● WHAT YOU ARE ASKED TO DO
An exact copy of the data below is required; return it in full.

SUPPLIED ENTRIES below:

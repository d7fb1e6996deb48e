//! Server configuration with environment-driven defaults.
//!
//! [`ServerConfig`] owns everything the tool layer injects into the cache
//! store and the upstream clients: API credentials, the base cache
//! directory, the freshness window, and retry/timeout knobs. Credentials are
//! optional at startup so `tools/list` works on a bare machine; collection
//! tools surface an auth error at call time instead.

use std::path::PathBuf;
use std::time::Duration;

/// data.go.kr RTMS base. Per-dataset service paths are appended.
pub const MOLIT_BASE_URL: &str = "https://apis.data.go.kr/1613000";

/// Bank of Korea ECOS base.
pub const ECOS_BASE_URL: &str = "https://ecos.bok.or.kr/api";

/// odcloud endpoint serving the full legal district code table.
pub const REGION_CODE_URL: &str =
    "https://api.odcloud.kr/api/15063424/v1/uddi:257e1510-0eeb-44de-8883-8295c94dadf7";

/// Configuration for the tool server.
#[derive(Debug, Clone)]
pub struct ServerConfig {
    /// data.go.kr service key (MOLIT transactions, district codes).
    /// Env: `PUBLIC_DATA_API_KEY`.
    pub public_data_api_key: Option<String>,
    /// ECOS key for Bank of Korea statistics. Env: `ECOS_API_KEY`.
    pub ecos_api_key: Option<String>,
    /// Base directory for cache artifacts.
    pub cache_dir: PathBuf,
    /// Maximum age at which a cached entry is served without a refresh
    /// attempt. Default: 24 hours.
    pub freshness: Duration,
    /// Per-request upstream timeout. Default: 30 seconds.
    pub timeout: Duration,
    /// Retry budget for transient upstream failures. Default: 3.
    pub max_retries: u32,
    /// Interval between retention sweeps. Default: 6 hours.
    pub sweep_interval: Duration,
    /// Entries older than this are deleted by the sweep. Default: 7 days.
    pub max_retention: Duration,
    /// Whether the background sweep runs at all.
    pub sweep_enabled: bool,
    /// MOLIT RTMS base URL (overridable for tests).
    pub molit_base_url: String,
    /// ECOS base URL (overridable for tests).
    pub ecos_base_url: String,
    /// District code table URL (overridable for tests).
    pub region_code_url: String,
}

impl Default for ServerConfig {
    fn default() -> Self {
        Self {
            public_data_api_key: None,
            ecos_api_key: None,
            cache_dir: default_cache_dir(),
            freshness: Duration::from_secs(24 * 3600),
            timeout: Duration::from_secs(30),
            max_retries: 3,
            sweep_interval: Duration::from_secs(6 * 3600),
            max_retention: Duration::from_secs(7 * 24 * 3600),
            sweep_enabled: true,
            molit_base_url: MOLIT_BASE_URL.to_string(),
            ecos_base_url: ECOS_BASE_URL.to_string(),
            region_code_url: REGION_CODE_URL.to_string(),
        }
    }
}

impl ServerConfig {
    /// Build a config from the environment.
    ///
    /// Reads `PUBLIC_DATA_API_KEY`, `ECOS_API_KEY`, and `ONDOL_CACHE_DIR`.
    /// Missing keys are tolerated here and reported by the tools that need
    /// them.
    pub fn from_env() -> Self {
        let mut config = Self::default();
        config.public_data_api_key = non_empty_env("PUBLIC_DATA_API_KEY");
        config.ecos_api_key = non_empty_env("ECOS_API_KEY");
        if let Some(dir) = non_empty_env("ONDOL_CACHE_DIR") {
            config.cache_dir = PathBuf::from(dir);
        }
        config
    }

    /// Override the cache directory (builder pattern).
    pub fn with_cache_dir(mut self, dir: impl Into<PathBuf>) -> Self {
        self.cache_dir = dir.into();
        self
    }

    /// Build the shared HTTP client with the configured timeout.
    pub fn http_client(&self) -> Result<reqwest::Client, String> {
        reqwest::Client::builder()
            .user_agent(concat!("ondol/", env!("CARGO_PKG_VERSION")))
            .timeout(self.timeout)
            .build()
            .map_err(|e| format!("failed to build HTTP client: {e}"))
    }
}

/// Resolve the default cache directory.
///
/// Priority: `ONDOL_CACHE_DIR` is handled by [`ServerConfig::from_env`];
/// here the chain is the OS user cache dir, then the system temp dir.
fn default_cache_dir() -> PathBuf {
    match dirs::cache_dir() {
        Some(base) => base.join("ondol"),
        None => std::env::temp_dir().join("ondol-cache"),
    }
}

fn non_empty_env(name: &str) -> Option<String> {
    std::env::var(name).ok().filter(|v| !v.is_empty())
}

End of SUPPLIED ENTRIES.

● TASK ANSWER
repository d7fb1e6996deb48e
//! Server configuration with environment-driven defaults.
//!
//! [`ServerConfig`] owns everything the tool layer injects into the cache
//! store and the upstream clients: API credentials, the base cache
//! directory, the freshness window, and retry/timeout knobs. Credentials are
//! optional at startup so `tools/list` works on a bare machine; collection
//! tools surface an auth error at call time instead.

use std::path::PathBuf;
use std::time::Duration;

/// data.go.kr RTMS base. Per-dataset service paths are appended.
pub const MOLIT_BASE_URL: &str = "https://apis.data.go.kr/1613000";

/// Bank of Korea ECOS base.
pub const ECOS_BASE_URL: &str = "https://ecos.bok.or.kr/api";

/// odcloud endpoint serving the full legal district code table.
pub const REGION_CODE_URL: &str =
    "https://api.odcloud.kr/api/15063424/v1/uddi:257e1510-0eeb-44de-8883-8295c94dadf7";

/// Configuration for the tool server.
#[derive(Debug, Clone)]
pub struct ServerConfig {
    /// data.go.kr service key (MOLIT transactions, district codes).
    /// Env: `PUBLIC_DATA_API_KEY`.
    pub public_data_api_key: Option<String>,
    /// ECOS key for Bank of Korea statistics. Env: `ECOS_API_KEY`.
    pub ecos_api_key: Option<String>,
    /// Base directory for cache artifacts.
    pub cache_dir: PathBuf,
    /// Maximum age at which a cached entry is served without a refresh
    /// attempt. Default: 24 hours.
    pub freshness: Duration,
    /// Per-request upstream timeout. Default: 30 seconds.
    pub timeout: Duration,
    /// Retry budget for transient upstream failures. Default: 3.
    pub max_retries: u32,
    /// Interval between retention sweeps. Default: 6 hours.
    pub sweep_interval: Duration,
    /// Entries older than this are deleted by the sweep. Default: 7 days.
    pub max_retention: Duration,
    /// Whether the background sweep runs at all.
    pub sweep_enabled: bool,
    /// MOLIT RTMS base URL (overridable for tests).
    pub molit_base_url: String,
    /// ECOS base URL (overridable for tests).
    pub ecos_base_url: String,
    /// District code table URL (overridable for tests).
    pub region_code_url: String,
}

impl Default for ServerConfig {
    fn default() -> Self {
        Self {
            public_data_api_key: None,
            ecos_api_key: None,
            cache_dir: default_cache_dir(),
            freshness: Duration::from_secs(24 * 3600),
            timeout: Duration::from_secs(30),
            max_retries: 3,
            sweep_interval: Duration::from_secs(6 * 3600),
            max_retention: Duration::from_secs(7 * 24 * 3600),
            sweep_enabled: true,
            molit_base_url: MOLIT_BASE_URL.to_string(),
            ecos_base_url: ECOS_BASE_URL.to_string(),
            region_code_url: REGION_CODE_URL.to_string(),
        }
    }
}

impl ServerConfig {
    /// Build a config from the environment.
    ///
    /// Reads `PUBLIC_DATA_API_KEY`, `ECOS_API_KEY`, and `ONDOL_CACHE_DIR`.
    /// Missing keys are tolerated here and reported by the tools that need
    /// them.
    pub fn from_env() -> Self {
        let mut config = Self::default();
        config.public_data_api_key = non_empty_env("PUBLIC_DATA_API_KEY");
        config.ecos_api_key = non_empty_env("ECOS_API_KEY");
        if let Some(dir) = non_empty_env("ONDOL_CACHE_DIR") {
            config.cache_dir = PathBuf::from(dir);
        }
        config
    }

    /// Override the cache directory (builder pattern).
    pub fn with_cache_dir(mut self, dir: impl Into<PathBuf>) -> Self {
        self.cache_dir = dir.into();
        self
    }

    /// Build the shared HTTP client with the configured timeout.
    pub fn http_client(&self) -> Result<reqwest::Client, String> {
        reqwest::Client::builder()
            .user_agent(concat!("ondol/", env!("CARGO_PKG_VERSION")))
            .timeout(self.timeout)
            .build()
            .map_err(|e| format!("failed to build HTTP client: {e}"))
    }
}

/// Resolve the default cache directory.
///
/// Priority: `ONDOL_CACHE_DIR` is handled by [`ServerConfig::from_env`];
/// here the chain is the OS user cache dir, then the system temp dir.
fn default_cache_dir() -> PathBuf {
    match dirs::cache_dir() {
        Some(base) => base.join("ondol"),
        None => std::env::temp_dir().join("ondol-cache"),
    }
}

fn non_empty_env(name: &str) -> Option<String> {
    std::env::var(name).ok().filter(|v| !v.is_empty())
}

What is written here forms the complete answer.